Heather Munroe-Blum, in an email to the McGill community this week, finally confirmed what we all know to be true about her: she’s determined to circumvent not only the wishes of the students, but provincial education policy as well, in pursuit of her own misguided and selfish aims.

The email is ostensibly a response to Bill 100, the budget bill passed in June of this year by Quebec’s National Assembly, which is meant to balance the province’s budget by 2013-14.

If Munroe-Blum were attempting to redefine the bill’s prescriptions (namely, by choosing not to cut administrative salaries and reduce expenses) to protect, say, academic support staff or the unionized non-academic staff on campus, I would understand. In fact, I would even find it laudable that the admin would finally be taking a stand for the employees on campus who maintain the huge support network at McGill. This is not even remotely the case.

I’ve known since my first town hall with Munroe-Blum that McGill is a research-oriented university that prioritizes the employment of high-talent and high-profile (and highly-paid) faculty over the success and experience of undergraduate students – many of whom go through quite a bit of financial stress to be here. Accordingly, it should not be a surprise that the single aspect of the bill the administration does support is tuition increases in 2012. A thirty-cent commitment to financial aid for every additional tuition dollar brought back to McGill is not a catch-all solution to the problems a constantly-growing tuition bill is going to create, however. International students in the Arts faculty – the largest – have already seen a three to five per cent tuition increase in 2010-11, and may see up to five per cent more after 2011. My tuition as an Arts student was upward of $8,700 this term alone – imagine the situation next fall, when prospective high-talent, academically diverse undergraduates are forced to make the choice to forgo McGill because of the rising cost of attendance.
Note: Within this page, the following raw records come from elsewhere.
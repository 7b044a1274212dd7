use chrono::{DateTime, NaiveDate, NaiveDateTime, TimeZone, Utc};
use diesel::prelude::*;
use rust_decimal::Decimal;
use serde::{Deserialize, Serialize};
use std::str::FromStr;

/// One owner/symbol/date mark-to-market row.
#[derive(Debug, Clone, PartialEq, Serialize, Deserialize)]
#[serde(rename_all = "camelCase")]
pub struct DailyPnl {
    pub owner_id: String,
    pub symbol: String,
    pub valuation_date: NaiveDate,
    pub quantity: Decimal,
    pub weighted_avg_cost: Decimal,
    pub market_price: Decimal,
    pub market_value: Decimal,
    pub unrealized_pnl: Decimal,
    pub unrealized_pnl_pct: Decimal,
    pub realized_pnl_day: Decimal,
    pub realized_pnl_pct: Decimal,
    pub total_cost: Decimal,
    /// The date the market price actually came from; differs from
    /// `valuation_date` when back-filled.
    pub price_date: Option<NaiveDate>,
    pub is_stale_price: bool,
    pub calculated_at: DateTime<Utc>,
}

impl DailyPnl {
    /// Stable row id so recomputes replace in place.
    pub fn row_id(&self) -> String {
        format!(
            "{}_{}_{}",
            self.valuation_date.format("%Y%m%d"),
            self.owner_id,
            self.symbol
        )
    }
}

#[derive(Queryable, Insertable, Identifiable, Debug, Clone)]
#[diesel(table_name = crate::schema::daily_pnl)]
#[diesel(check_for_backend(diesel::sqlite::Sqlite))]
pub struct DailyPnlDb {
    pub id: String,
    pub owner_id: String,
    pub symbol: String,
    pub valuation_date: NaiveDate,
    pub quantity: String,
    pub weighted_avg_cost: String,
    pub market_price: String,
    pub market_value: String,
    pub unrealized_pnl: String,
    pub unrealized_pnl_pct: String,
    pub realized_pnl_day: String,
    pub realized_pnl_pct: String,
    pub total_cost: String,
    pub price_date: Option<NaiveDate>,
    pub is_stale_price: bool,
    pub calculated_at: NaiveDateTime,
}

impl From<&DailyPnl> for DailyPnlDb {
    fn from(row: &DailyPnl) -> Self {
        DailyPnlDb {
            id: row.row_id(),
            owner_id: row.owner_id.clone(),
            symbol: row.symbol.clone(),
            valuation_date: row.valuation_date,
            quantity: row.quantity.to_string(),
            weighted_avg_cost: row.weighted_avg_cost.to_string(),
            market_price: row.market_price.to_string(),
            market_value: row.market_value.to_string(),
            unrealized_pnl: row.unrealized_pnl.to_string(),
            unrealized_pnl_pct: row.unrealized_pnl_pct.to_string(),
            realized_pnl_day: row.realized_pnl_day.to_string(),
            realized_pnl_pct: row.realized_pnl_pct.to_string(),
            total_cost: row.total_cost.to_string(),
            price_date: row.price_date,
            is_stale_price: row.is_stale_price,
            calculated_at: row.calculated_at.naive_utc(),
        }
    }
}

impl From<DailyPnlDb> for DailyPnl {
    fn from(row: DailyPnlDb) -> Self {
        DailyPnl {
            owner_id: row.owner_id,
            symbol: row.symbol,
            valuation_date: row.valuation_date,
            quantity: Decimal::from_str(&row.quantity).unwrap_or_default(),
            weighted_avg_cost: Decimal::from_str(&row.weighted_avg_cost).unwrap_or_default(),
            market_price: Decimal::from_str(&row.market_price).unwrap_or_default(),
            market_value: Decimal::from_str(&row.market_value).unwrap_or_default(),
            unrealized_pnl: Decimal::from_str(&row.unrealized_pnl).unwrap_or_default(),
            unrealized_pnl_pct: Decimal::from_str(&row.unrealized_pnl_pct).unwrap_or_default(),
            realized_pnl_day: Decimal::from_str(&row.realized_pnl_day).unwrap_or_default(),
            realized_pnl_pct: Decimal::from_str(&row.realized_pnl_pct).unwrap_or_default(),
            total_cost: Decimal::from_str(&row.total_cost).unwrap_or_default(),
            price_date: row.price_date,
            is_stale_price: row.is_stale_price,
            calculated_at: Utc.from_utc_datetime(&row.calculated_at),
        }
    }
}

/// Outcome of a ranged batch valuation. Partial success is expected; callers
/// inspect `failed` to decide the exit code.
#[derive(Debug, Clone, Default, Serialize, Deserialize)]
#[serde(rename_all = "camelCase")]
pub struct BatchPnlSummary {
    pub computed: usize,
    pub skipped: usize,
    pub failed: usize,
    pub failures: Vec<(NaiveDate, String, String)>,
}

#[cfg(test)]
mod tests {
    use super::*;
    use rust_decimal_macros::dec;

    #[test]
    fn db_round_trip_preserves_values() {
        let row = DailyPnl {
            owner_id: "u1".to_string(),
            symbol: "AAPL".to_string(),
            valuation_date: NaiveDate::from_ymd_opt(2024, 3, 15).unwrap(),
            quantity: dec!(30),
            weighted_avg_cost: dec!(160),
            market_price: dec!(175),
            market_value: dec!(5250),
            unrealized_pnl: dec!(450),
            unrealized_pnl_pct: dec!(0.09375),
            realized_pnl_day: dec!(0),
            realized_pnl_pct: dec!(0),
            total_cost: dec!(4800),
            price_date: NaiveDate::from_ymd_opt(2024, 3, 15),
            is_stale_price: false,
            calculated_at: Utc::now(),
        };
        let db = DailyPnlDb::from(&row);
        assert_eq!(db.id, "20240315_u1_AAPL");
        let back = DailyPnl::from(db);
        assert_eq!(back.quantity, row.quantity);
        assert_eq!(back.market_value, row.market_value);
        assert_eq!(back.unrealized_pnl_pct, row.unrealized_pnl_pct);
        assert_eq!(back.price_date, row.price_date);
    }
}
use chrono::Utc;
use log::{debug, info};
use rust_decimal::Decimal;
use std::collections::BTreeMap;
use std::sync::Arc;
use uuid::Uuid;

use super::ledger_errors::{LedgerError, Result};
use super::ledger_model::{
    BuyOutcome, NewBuy, NewSell, PositionLot, PositionSummary, SaleAllocation, SellOutcome,
    Transaction, TransactionKind,
};
use super::ledger_repository::LedgerRepository;
use super::matchers::plan_allocations;

/// The trading core. Each buy and each sell commits in exactly one storage
/// transaction; observers see the whole operation or none of it.
pub struct LotLedgerService {
    repository: Arc<LedgerRepository>,
}

impl LotLedgerService {
    pub fn new(repository: Arc<LedgerRepository>) -> Self {
        Self { repository }
    }

    /// Records a BUY and its position lot. Replaying a non-null
    /// `(owner, external_id)` returns the already-committed outcome instead
    /// of inserting twice.
    pub fn record_buy(&self, input: NewBuy) -> Result<BuyOutcome> {
        let date = input.validate()?;
        let symbol = input.symbol.trim().to_ascii_uppercase();
        info!(
            "Recording buy: {} {} {}@{}",
            input.owner_id, symbol, input.quantity, input.price
        );

        self.repository.with_transaction(|conn| {
            if let Some(external_id) = input.external_id.as_deref() {
                if let Some(existing) = LedgerRepository::find_transaction_by_external_id(
                    conn,
                    &input.owner_id,
                    external_id,
                )? {
                    if existing.kind != TransactionKind::Buy {
                        return Err(LedgerError::InvalidInput(format!(
                            "external id '{}' already references a {} transaction",
                            external_id,
                            existing.kind.as_str()
                        )));
                    }
                    let lot = LedgerRepository::lot_for_buy_transaction(conn, &existing.id)?
                        .ok_or_else(|| {
                            LedgerError::NotFound(format!("lot for transaction {}", existing.id))
                        })?;
                    debug!(
                        "Duplicate external id '{}', returning existing buy {}",
                        external_id, existing.id
                    );
                    return Ok(BuyOutcome {
                        transaction: existing,
                        lot,
                        duplicate: true,
                    });
                }
            }

            LedgerRepository::ensure_stock(conn, &symbol)?;

            let now = Utc::now();
            let transaction = Transaction {
                id: Uuid::new_v4().to_string(),
                owner_id: input.owner_id.clone(),
                symbol: symbol.clone(),
                kind: TransactionKind::Buy,
                quantity: input.quantity,
                price: input.price,
                commission: input.commission,
                transaction_date: date,
                external_id: input.external_id.clone(),
                notes: input.notes.clone(),
                created_at: now,
            };
            LedgerRepository::insert_transaction(conn, &transaction)?;

            // Commission is amortized into the per-share cost basis.
            let cost_basis_per_share = input.price + input.commission / input.quantity;
            let lot = PositionLot {
                id: Uuid::new_v4().to_string(),
                owner_id: input.owner_id.clone(),
                symbol: symbol.clone(),
                buy_transaction_id: transaction.id.clone(),
                original_quantity: input.quantity,
                remaining_quantity: input.quantity,
                cost_basis_per_share,
                purchase_date: date,
                is_closed: false,
                created_at: now,
                updated_at: now,
            };
            LedgerRepository::insert_lot(conn, &lot)?;

            Ok(BuyOutcome {
                transaction,
                lot,
                duplicate: false,
            })
        })
    }

    /// Records a SELL: allocates shares to open lots under the requested
    /// cost-basis policy, writes the allocation ledger, updates lot
    /// remainders and folds the day's realized PnL into `daily_pnl`, all in
    /// one transaction.
    pub fn record_sell(&self, input: NewSell) -> Result<SellOutcome> {
        let date = input.validate()?;
        let symbol = input.symbol.trim().to_ascii_uppercase();
        info!(
            "Recording sell: {} {} {}@{} ({})",
            input.owner_id,
            symbol,
            input.quantity,
            input.price,
            input.basis_method.as_str()
        );

        self.repository.with_transaction(|conn| {
            if let Some(external_id) = input.external_id.as_deref() {
                if let Some(existing) = LedgerRepository::find_transaction_by_external_id(
                    conn,
                    &input.owner_id,
                    external_id,
                )? {
                    if existing.kind != TransactionKind::Sell {
                        return Err(LedgerError::InvalidInput(format!(
                            "external id '{}' already references a {} transaction",
                            external_id,
                            existing.kind.as_str()
                        )));
                    }
                    let allocations =
                        LedgerRepository::allocations_for_sell_conn(conn, &existing.id)?;
                    let total_realized_pnl =
                        allocations.iter().map(|a| a.realized_pnl).sum();
                    debug!(
                        "Duplicate external id '{}', returning existing sell {}",
                        external_id, existing.id
                    );
                    return Ok(SellOutcome {
                        transaction: existing,
                        allocations,
                        total_realized_pnl,
                        duplicate: true,
                    });
                }
            }

            let mut open_lots = LedgerRepository::open_lots_conn(conn, &input.owner_id, &symbol)?;
            if open_lots.is_empty() {
                return Err(LedgerError::NoPosition {
                    owner_id: input.owner_id.clone(),
                    symbol: symbol.clone(),
                });
            }

            let plan = plan_allocations(
                input.basis_method,
                &open_lots,
                input.quantity,
                input.specific_lots.as_deref(),
            )?;

            let now = Utc::now();
            let transaction = Transaction {
                id: Uuid::new_v4().to_string(),
                owner_id: input.owner_id.clone(),
                symbol: symbol.clone(),
                kind: TransactionKind::Sell,
                quantity: input.quantity,
                price: input.price,
                commission: input.commission,
                transaction_date: date,
                external_id: input.external_id.clone(),
                notes: input.notes.clone(),
                created_at: now,
            };
            LedgerRepository::insert_transaction(conn, &transaction)?;

            let mut allocations = Vec::with_capacity(plan.len());
            let mut total_realized_pnl = Decimal::ZERO;

            for entry in &plan {
                let lot = open_lots
                    .iter_mut()
                    .find(|lot| lot.id == entry.lot_id)
                    .ok_or_else(|| LedgerError::LotUnavailable(entry.lot_id.clone()))?;

                // Commission is allocated proportionally by quantity.
                let allocated_commission =
                    input.commission * entry.quantity / input.quantity;
                let realized_pnl = (input.price - lot.cost_basis_per_share) * entry.quantity
                    - allocated_commission;

                let allocation = SaleAllocation {
                    id: Uuid::new_v4().to_string(),
                    sell_transaction_id: transaction.id.clone(),
                    lot_id: lot.id.clone(),
                    quantity_sold: entry.quantity,
                    cost_basis_per_share: lot.cost_basis_per_share,
                    sale_price_per_share: input.price,
                    realized_pnl,
                    created_at: now,
                };
                LedgerRepository::insert_allocation(conn, &allocation)?;

                let new_remaining = lot.remaining_quantity - entry.quantity;
                let is_closed = new_remaining.is_zero();
                LedgerRepository::update_lot_remaining(
                    conn,
                    &lot.id,
                    new_remaining,
                    is_closed,
                )?;
                lot.remaining_quantity = new_remaining;
                lot.is_closed = is_closed;

                total_realized_pnl += realized_pnl;
                debug!(
                    "Allocated {} from lot {} (cost {}, pnl {})",
                    entry.quantity, lot.id, allocation.cost_basis_per_share, realized_pnl
                );
                allocations.push(allocation);
            }

            let still_open: Vec<PositionLot> = open_lots
                .iter()
                .filter(|lot| !lot.is_closed)
                .cloned()
                .collect();
            LedgerRepository::fold_realized_pnl_into_daily(
                conn,
                &input.owner_id,
                &symbol,
                date,
                total_realized_pnl,
                &still_open,
            )?;

            info!(
                "Sell {} committed: realized pnl {}, {} lots touched",
                transaction.id,
                total_realized_pnl,
                allocations.len()
            );
            Ok(SellOutcome {
                transaction,
                allocations,
                total_realized_pnl,
                duplicate: false,
            })
        })
    }

    pub fn get_open_lots(&self, owner_id: &str, symbol: &str) -> Result<Vec<PositionLot>> {
        self.repository
            .get_open_lots(owner_id, &symbol.trim().to_ascii_uppercase())
    }

    pub fn get_lots(&self, owner_id: &str, symbol: Option<&str>) -> Result<Vec<PositionLot>> {
        self.repository.get_lots(owner_id, symbol)
    }

    pub fn get_allocations(
        &self,
        owner_id: &str,
        symbol: &str,
    ) -> Result<Vec<SaleAllocation>> {
        Ok(self
            .repository
            .get_allocations_with_sell_dates(owner_id, &symbol.trim().to_ascii_uppercase())?
            .into_iter()
            .map(|(allocation, _)| allocation)
            .collect())
    }

    pub fn get_transactions(
        &self,
        owner_id: &str,
        symbol: Option<&str>,
    ) -> Result<Vec<Transaction>> {
        self.repository.get_transactions(owner_id, symbol, None, None)
    }

    /// Aggregates lots into per-symbol position summaries; symbols whose
    /// position is fully closed are dropped.
    pub fn get_position_summaries(&self, owner_id: &str) -> Result<Vec<PositionSummary>> {
        let lots = self.repository.get_lots(owner_id, None)?;

        let mut by_symbol: BTreeMap<String, Vec<PositionLot>> = BTreeMap::new();
        for lot in lots {
            by_symbol.entry(lot.symbol.clone()).or_default().push(lot);
        }

        Ok(by_symbol
            .into_iter()
            .map(|(symbol, lots)| PositionSummary::from_lots(owner_id, &symbol, &lots))
            .filter(|summary| summary.is_active())
            .collect())
    }
}
use chrono::{Local, NaiveDate};
use futures::StreamExt;
use log::{debug, info, warn};
use std::sync::Arc;
use tokio_util::sync::CancellationToken;

use super::acquisition::{fundamentals_due, plan_price_fetch, FetchStrategy};
use super::market_data_errors::{MarketDataError, RetryClass};
use super::market_data_model::{
    BatchSyncEntry, BatchSyncSummary, FinancialSyncOutcome, PriceBar, StockMeta,
    SymbolSyncOutcome, SyncErrorCategory,
};
use super::market_data_traits::MarketDataRepositoryTrait;
use super::providers::{
    FinnhubProvider, FundamentalsProvider, PriceProvider, PriceSeries, StooqProvider,
};
use crate::config::AppConfig;
use crate::financials::{FinancialsRepository, StatementType};

/// Orchestrates policy, providers and storage for one or many symbols.
/// Per-symbol failures are folded into outcomes; a batch never aborts because
/// one symbol failed.
pub struct MarketDataService {
    repository: Arc<dyn MarketDataRepositoryTrait>,
    financials: Arc<FinancialsRepository>,
    bulk_provider: Arc<dyn PriceProvider>,
    api_provider: Arc<dyn PriceProvider>,
    fundamentals_provider: Arc<dyn FundamentalsProvider>,
    config: AppConfig,
}

impl MarketDataService {
    pub fn new(
        repository: Arc<dyn MarketDataRepositoryTrait>,
        financials: Arc<FinancialsRepository>,
        bulk_provider: Arc<dyn PriceProvider>,
        api_provider: Arc<dyn PriceProvider>,
        fundamentals_provider: Arc<dyn FundamentalsProvider>,
        config: AppConfig,
    ) -> Self {
        Self {
            repository,
            financials,
            bulk_provider,
            api_provider,
            fundamentals_provider,
            config,
        }
    }

    /// Wires the production providers: Stooq for bulk history, Finnhub for
    /// incremental candles and fundamentals.
    pub fn with_default_providers(
        repository: Arc<dyn MarketDataRepositoryTrait>,
        financials: Arc<FinancialsRepository>,
        config: AppConfig,
    ) -> Self {
        let finnhub = Arc::new(FinnhubProvider::new(&config));
        Self::new(
            repository,
            financials,
            Arc::new(StooqProvider::new(&config)),
            finnhub.clone(),
            finnhub,
            config,
        )
    }

    /// Fetches and persists the price series for one symbol according to the
    /// hybrid policy. Never returns Err; every failure mode is categorized in
    /// the outcome.
    pub async fn sync_symbol(
        &self,
        symbol: &str,
        start_override: Option<NaiveDate>,
        cancel: &CancellationToken,
    ) -> SymbolSyncOutcome {
        let symbol = symbol.trim().to_ascii_uppercase();
        if symbol.is_empty() {
            return SymbolSyncOutcome::failure(
                &symbol,
                None,
                SyncErrorCategory::Validation,
                "symbol must not be empty",
            );
        }
        if cancel.is_cancelled() {
            return SymbolSyncOutcome::failure(
                &symbol,
                None,
                SyncErrorCategory::Canceled,
                "sync canceled",
            );
        }

        if let Err(e) = self.repository.ensure_stock(&symbol) {
            return SymbolSyncOutcome::failure(
                &symbol,
                None,
                SyncErrorCategory::StorageError,
                e.to_string(),
            );
        }

        let last_stored = match self.repository.get_latest_price_date(&symbol) {
            Ok(last) => last,
            Err(e) => {
                return SymbolSyncOutcome::failure(
                    &symbol,
                    None,
                    SyncErrorCategory::StorageError,
                    e.to_string(),
                )
            }
        };

        let today = Local::now().date_naive();
        let history_start = start_override.unwrap_or(self.config.history_start);
        let plan = plan_price_fetch(
            last_stored,
            today,
            history_start,
            self.config.incremental_threshold_days,
        );
        debug!(
            "{}: plan {} from {} to {}",
            symbol,
            plan.strategy.as_str(),
            plan.from,
            plan.to
        );

        let (series, strategy) = match plan.strategy {
            FetchStrategy::ApiIncremental => {
                match self
                    .api_provider
                    .download_prices(&symbol, plan.from, plan.to, cancel)
                    .await
                {
                    Ok(series) => (series, FetchStrategy::ApiIncremental),
                    Err(MarketDataError::Canceled) => {
                        return SymbolSyncOutcome::failure(
                            &symbol,
                            Some(FetchStrategy::ApiIncremental),
                            SyncErrorCategory::Canceled,
                            "sync canceled",
                        )
                    }
                    Err(e) if matches!(e.retry_class(), RetryClass::Retryable | RetryClass::NoData) => {
                        warn!(
                            "{}: API source unavailable ({}), falling back to bulk refresh",
                            symbol, e
                        );
                        match self
                            .bulk_provider
                            .download_prices(&symbol, history_start, today, cancel)
                            .await
                        {
                            Ok(series) => (series, FetchStrategy::BulkFull),
                            Err(fallback_error) => {
                                return self.provider_failure(
                                    &symbol,
                                    FetchStrategy::BulkFull,
                                    fallback_error,
                                )
                            }
                        }
                    }
                    Err(e) => {
                        return self.provider_failure(&symbol, FetchStrategy::ApiIncremental, e)
                    }
                }
            }
            FetchStrategy::BulkFull => {
                match self
                    .bulk_provider
                    .download_prices(&symbol, plan.from, plan.to, cancel)
                    .await
                {
                    Ok(series) => (series, FetchStrategy::BulkFull),
                    Err(e) => return self.provider_failure(&symbol, FetchStrategy::BulkFull, e),
                }
            }
        };

        self.persist_series(&symbol, series, strategy, last_stored)
    }

    fn provider_failure(
        &self,
        symbol: &str,
        strategy: FetchStrategy,
        error: MarketDataError,
    ) -> SymbolSyncOutcome {
        let category = match &error {
            MarketDataError::Canceled => SyncErrorCategory::Canceled,
            MarketDataError::NoData => SyncErrorCategory::NoData,
            e if e.retry_class() == RetryClass::Retryable => {
                SyncErrorCategory::ProviderUnavailable
            }
            _ => SyncErrorCategory::ProviderError,
        };
        SymbolSyncOutcome::failure(symbol, Some(strategy), category, error.to_string())
    }

    fn persist_series(
        &self,
        symbol: &str,
        series: PriceSeries,
        strategy: FetchStrategy,
        last_stored: Option<NaiveDate>,
    ) -> SymbolSyncOutcome {
        let bars: Vec<PriceBar> = series
            .rows
            .iter()
            .map(|row| PriceBar {
                symbol: symbol.to_string(),
                date: row.date,
                open: row.open,
                high: row.high,
                low: row.low,
                close: row.close,
                adj_close: row.adj_close,
                volume: row.volume,
            })
            .collect();

        // An incremental patch only writes dates past the stored head; a bulk
        // refresh re-upserts the whole overlap so corrections land too.
        let bars_to_save: Vec<PriceBar> = match (strategy, last_stored) {
            (FetchStrategy::ApiIncremental, Some(last)) => {
                bars.iter().filter(|b| b.date > last).cloned().collect()
            }
            _ => bars.clone(),
        };
        let rows_added = match last_stored {
            Some(last) => bars.iter().filter(|b| b.date > last).count(),
            None => bars.len(),
        };

        if !bars_to_save.is_empty() {
            if let Err(e) = self.repository.save_price_bars(&bars_to_save) {
                return SymbolSyncOutcome::failure(
                    symbol,
                    Some(strategy),
                    SyncErrorCategory::StorageError,
                    e.to_string(),
                );
            }
        }

        info!(
            "{}: {} added {} rows ({} fetched, {} dropped)",
            symbol,
            strategy.as_str(),
            rows_added,
            bars.len(),
            series.dropped_rows
        );

        SymbolSyncOutcome {
            symbol: symbol.to_string(),
            success: true,
            strategy_used: Some(strategy),
            rows_added,
            first_date: bars.first().map(|b| b.date),
            last_date: bars.last().map(|b| b.date),
            error_category: None,
            error_message: None,
        }
    }

    /// Refreshes fundamentals when the stored data is absent or older than
    /// the configured window. Also refreshes stock metadata from the profile.
    pub async fn sync_financials(
        &self,
        symbol: &str,
        cancel: &CancellationToken,
    ) -> FinancialSyncOutcome {
        let symbol = symbol.trim().to_ascii_uppercase();
        let failure = |message: String| FinancialSyncOutcome {
            symbol: symbol.clone(),
            success: false,
            refreshed: false,
            facts_written: 0,
            error_message: Some(message),
        };

        if cancel.is_cancelled() {
            return failure("sync canceled".to_string());
        }
        if let Err(e) = self.repository.ensure_stock(&symbol) {
            return failure(e.to_string());
        }

        let latest_period = match self.financials.get_latest_period_end(&symbol) {
            Ok(period) => period,
            Err(e) => return failure(e.to_string()),
        };
        let today = Local::now().date_naive();
        if !fundamentals_due(latest_period, today, self.config.financial_refresh_days) {
            debug!("{}: fundamentals fresh, skipping refresh", symbol);
            return FinancialSyncOutcome {
                symbol,
                success: true,
                refreshed: false,
                facts_written: 0,
                error_message: None,
            };
        }

        let bundle = match self
            .fundamentals_provider
            .download_fundamentals(&symbol, cancel)
            .await
        {
            Ok(bundle) => bundle,
            Err(e) => return failure(e.to_string()),
        };
        if bundle.statement_count() == 0 {
            return failure("no financial statements returned".to_string());
        }

        let mut facts_written = 0;
        for (statement, periods) in [
            (StatementType::IncomeStatement, &bundle.income_statement),
            (StatementType::BalanceSheet, &bundle.balance_sheet),
            (StatementType::CashFlow, &bundle.cash_flow),
        ] {
            if periods.is_empty() {
                continue;
            }
            match self.financials.upsert_statement(&symbol, statement, periods) {
                Ok(written) => facts_written += written,
                Err(e) => return failure(e.to_string()),
            }
        }

        let meta = StockMeta {
            company_name: bundle.profile.company_name.clone(),
            sector: bundle.profile.sector.clone(),
            industry: bundle.profile.industry.clone(),
            description: bundle.profile.description.clone(),
        };
        if meta != StockMeta::default() {
            if let Err(e) = self.repository.update_stock_meta(&symbol, &meta) {
                warn!("{}: metadata refresh failed: {}", symbol, e);
            }
        }

        info!("{}: fundamentals refreshed ({} facts)", symbol, facts_written);
        FinancialSyncOutcome {
            symbol,
            success: true,
            refreshed: true,
            facts_written,
            error_message: None,
        }
    }

    /// Runs per-symbol work items through a bounded worker pool. Results are
    /// collected as they complete; ordering is not guaranteed.
    pub async fn batch(
        &self,
        symbols: &[String],
        include_financials: bool,
        start_override: Option<NaiveDate>,
        cancel: &CancellationToken,
    ) -> BatchSyncSummary {
        info!(
            "Batch acquisition of {} symbols (financials: {})",
            symbols.len(),
            include_financials
        );

        let entries: Vec<BatchSyncEntry> = futures::stream::iter(symbols.iter().map(|symbol| {
            async move {
                let prices = self.sync_symbol(symbol, start_override, cancel).await;
                let financials = if include_financials {
                    Some(self.sync_financials(symbol, cancel).await)
                } else {
                    None
                };
                let success = prices.success
                    && financials.as_ref().map(|f| f.success).unwrap_or(true);
                BatchSyncEntry {
                    symbol: prices.symbol.clone(),
                    success,
                    prices,
                    financials,
                }
            }
        }))
        .buffer_unordered(self.config.worker_pool_size)
        .collect()
        .await;

        let succeeded = entries.iter().filter(|e| e.success).count();
        let summary = BatchSyncSummary {
            total: entries.len(),
            succeeded,
            failed: entries.len() - succeeded,
            entries,
        };
        info!(
            "Batch acquisition complete: {}/{} succeeded",
            summary.succeeded, summary.total
        );
        summary
    }
}
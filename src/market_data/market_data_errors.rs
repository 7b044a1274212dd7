use thiserror::Error;

use crate::db::DatabaseError;

/// Classification for retry policy.
///
/// `Retryable` errors are retried with backoff until the attempt budget or
/// total deadline runs out; `NoData` lets the acquisition policy escalate to
/// the bulk source; `Fatal` surfaces immediately.
#[derive(Clone, Copy, Debug, Eq, PartialEq)]
pub enum RetryClass {
    Retryable,
    Fatal,
    NoData,
}

#[derive(Error, Debug)]
pub enum MarketDataError {
    #[error("Database error: {0}")]
    DatabaseError(#[from] diesel::result::Error),

    #[error("Database error: {0}")]
    DatabaseConnectionError(#[from] DatabaseError),

    #[error("Rate limited: {provider}")]
    RateLimited { provider: String },

    #[error("Timeout: {provider}")]
    Timeout { provider: String },

    #[error("Upstream error: {provider} HTTP {status}: {message}")]
    UpstreamStatus {
        provider: String,
        status: u16,
        message: String,
    },

    #[error("Provider error: {provider} - {message}")]
    ProviderError { provider: String, message: String },

    #[error("No data for requested range")]
    NoData,

    #[error("Missing API credential: {0}")]
    MissingCredential(String),

    #[error("Not found: {0}")]
    NotFound(String),

    #[error("Network error: {0}")]
    Network(#[from] reqwest::Error),

    #[error("Canceled")]
    Canceled,
}

impl MarketDataError {
    /// Returns the retry classification for this error.
    pub fn retry_class(&self) -> RetryClass {
        match self {
            Self::RateLimited { .. } | Self::Timeout { .. } => RetryClass::Retryable,

            Self::UpstreamStatus { status, .. } => {
                if *status == 429 || (500..600).contains(&(*status as i32)) {
                    RetryClass::Retryable
                } else {
                    RetryClass::Fatal
                }
            }

            // Transport-level failures are treated as transient.
            Self::Network(e) => {
                if e.is_timeout() || e.is_connect() || e.is_request() {
                    RetryClass::Retryable
                } else {
                    RetryClass::Fatal
                }
            }

            Self::NoData => RetryClass::NoData,

            Self::DatabaseError(_)
            | Self::DatabaseConnectionError(_)
            | Self::ProviderError { .. }
            | Self::MissingCredential(_)
            | Self::NotFound(_)
            | Self::Canceled => RetryClass::Fatal,
        }
    }
}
With rhetoric that’s hard to disagree with at first, she writes, “We are convinced that across-the-board governmental measures that are intended to cover a large range of publicly funded institutions with a one-size-fits-all approach will undermine our mission, our quality, [and] our reputation.” The alternative policies she seeks would instead be developed under the auspices of “a performance-driven model of funding.” The key words here are “performance-driven,” meaning that we get more money as an institution if we do better than others. Follow this to its logical conclusion and you find the institutionalization of the administration’s favourite thing: prestige is paramount to all else. Ask yourself where that will lead us – given current trends – and it’s easy to see why this is problematic.

The implications of this attitude, one we have become all too familiar with this year, should be, and are, very concerning. McGill has a richly diverse and incredibly academically successful student community; neither of these things, however, are administration priorities, and their policies both make this clear and show that in the future, McGill will not be a place for activism and progressive education policy, but rigid, neoliberal, conservative, and exclusive “academia.”

We are systematically being closed out of a structure that depends on our support for its very existence. For whatever reason, most of the student body seems to find this completely acceptable. This is a grave misjudgement on all of our parts, and one we would do well to correct.

Munroe-Blum’s email concludes by noting that suggestions and feedback are welcome. I strongly encourage you to write to her, to copy her friends in the administration while you’re at it, and to give her what she asked for: an inbox full of emails and a campus full of students who are no longer willing to put up with this blatant disregard for the wishes of the very people she and the admin work for.